Female sport climbing was dominated in the 1980s by American climber Lynn Hill and French climber Catherine Destivelle who set new female grade milestones and also competed against each other in the first climbing competitions.[26] Spanish climber Josune Bereziartu dominated the setting of new grade milestones in female sport climbing in the late 1990s and early 2000s; her 2005 redpoint of Bimbaluna at 9a/9a+  was only a half-notch behind the highest male sport climbing route at the time, which was Realization/Biographie at 9a+.[26] By 2017, Austrian climber Angela Eiter had broken into the 9b (5.15b) grade with La Planta de Shiva, and in 2020 made the first female free ascent of a 9b (5.15b) with Madame Ching. In 2020–21, Laura Rogora and Julia Chanourdie also climbed 9b (5.15b) sport routes; when only a handful of male climbers have climbed at 9b+ (5.15c), and only Adam Ondra at 9c (5.15d).
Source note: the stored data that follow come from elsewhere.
//! Unified error handling with Sentry integration.
//!
//! Provides a unified `AppError` type that captures errors to Sentry before
//! responding to the client. All route handlers should return `Result<T, AppError>`.

use axum::{
    http::StatusCode,
    response::{IntoResponse, Response},
};
use thiserror::Error;

use crate::backend::BackendError;

/// Application-level error type for the storefront.
#[derive(Debug, Error)]
pub enum AppError {
    /// Backend API operation failed.
    #[error("Backend error: {0}")]
    Backend(#[from] BackendError),

    /// Resource not found.
    #[error("Not found: {0}")]
    NotFound(String),

    /// Bad request from client.
    #[error("Bad request: {0}")]
    BadRequest(String),

    /// Rate limited.
    #[error("Rate limited")]
    RateLimited,

    /// Internal server error.
    #[error("Internal error: {0}")]
    Internal(String),
}

impl IntoResponse for AppError {
    fn into_response(self) -> Response {
        // Capture server errors to Sentry
        if matches!(self, Self::Backend(_) | Self::Internal(_)) {
            let event_id = sentry::capture_error(&self);
            tracing::error!(
                error = %self,
                sentry_event_id = %event_id,
                "Request error"
            );
        }

        let status = match &self {
            Self::Backend(BackendError::NotFound(_)) | Self::NotFound(_) => StatusCode::NOT_FOUND,
            Self::Backend(BackendError::RateLimited(_)) | Self::RateLimited => {
                StatusCode::TOO_MANY_REQUESTS
            }
            Self::Backend(_) => StatusCode::BAD_GATEWAY,
            Self::BadRequest(_) => StatusCode::BAD_REQUEST,
            Self::Internal(_) => StatusCode::INTERNAL_SERVER_ERROR,
        };

        // Don't expose internal error details to clients
        let message = match &self {
            Self::Backend(BackendError::NotFound(_)) => "Not found".to_string(),
            Self::Backend(_) => "External service error".to_string(),
            Self::Internal(_) => "Internal server error".to_string(),
            _ => self.to_string(),
        };

        (status, message).into_response()
    }
}

/// Result type alias for `AppError`.
pub type Result<T> = std::result::Result<T, AppError>;

#[cfg(test)]
mod tests {
    use super::*;

    #[test]
    fn test_app_error_display() {
        let err = AppError::NotFound("product-123".to_string());
        assert_eq!(err.to_string(), "Not found: product-123");

        let err = AppError::BadRequest("invalid input".to_string());
        assert_eq!(err.to_string(), "Bad request: invalid input");
    }

    #[test]
    fn test_app_error_status_codes() {
        fn get_status(err: AppError) -> StatusCode {
            let response = err.into_response();
            response.status()
        }

        assert_eq!(
            get_status(AppError::NotFound("test".to_string())),
            StatusCode::NOT_FOUND
        );
        assert_eq!(
            get_status(AppError::BadRequest("test".to_string())),
            StatusCode::BAD_REQUEST
        );
        assert_eq!(
            get_status(AppError::RateLimited),
            StatusCode::TOO_MANY_REQUESTS
        );
        assert_eq!(
            get_status(AppError::Backend(BackendError::NotFound("x".to_string()))),
            StatusCode::NOT_FOUND
        );
        assert_eq!(
            get_status(AppError::Internal("test".to_string())),
            StatusCode::INTERNAL_SERVER_ERROR
        );
    }
}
Some of the strongest-ever sport climbers were also some of the strongest-ever competition climbers, such as Adam Ondra, Lynn Hill, and Angela Eiter. However, some of the other strongest-ever sport climbers either largely ignored competition climbing, or retired early from it to focus on non-competition sport climbing, such as Wolfgang Gullich,[27] Chris Sharma,[28] and Josune Bereziartu.[29]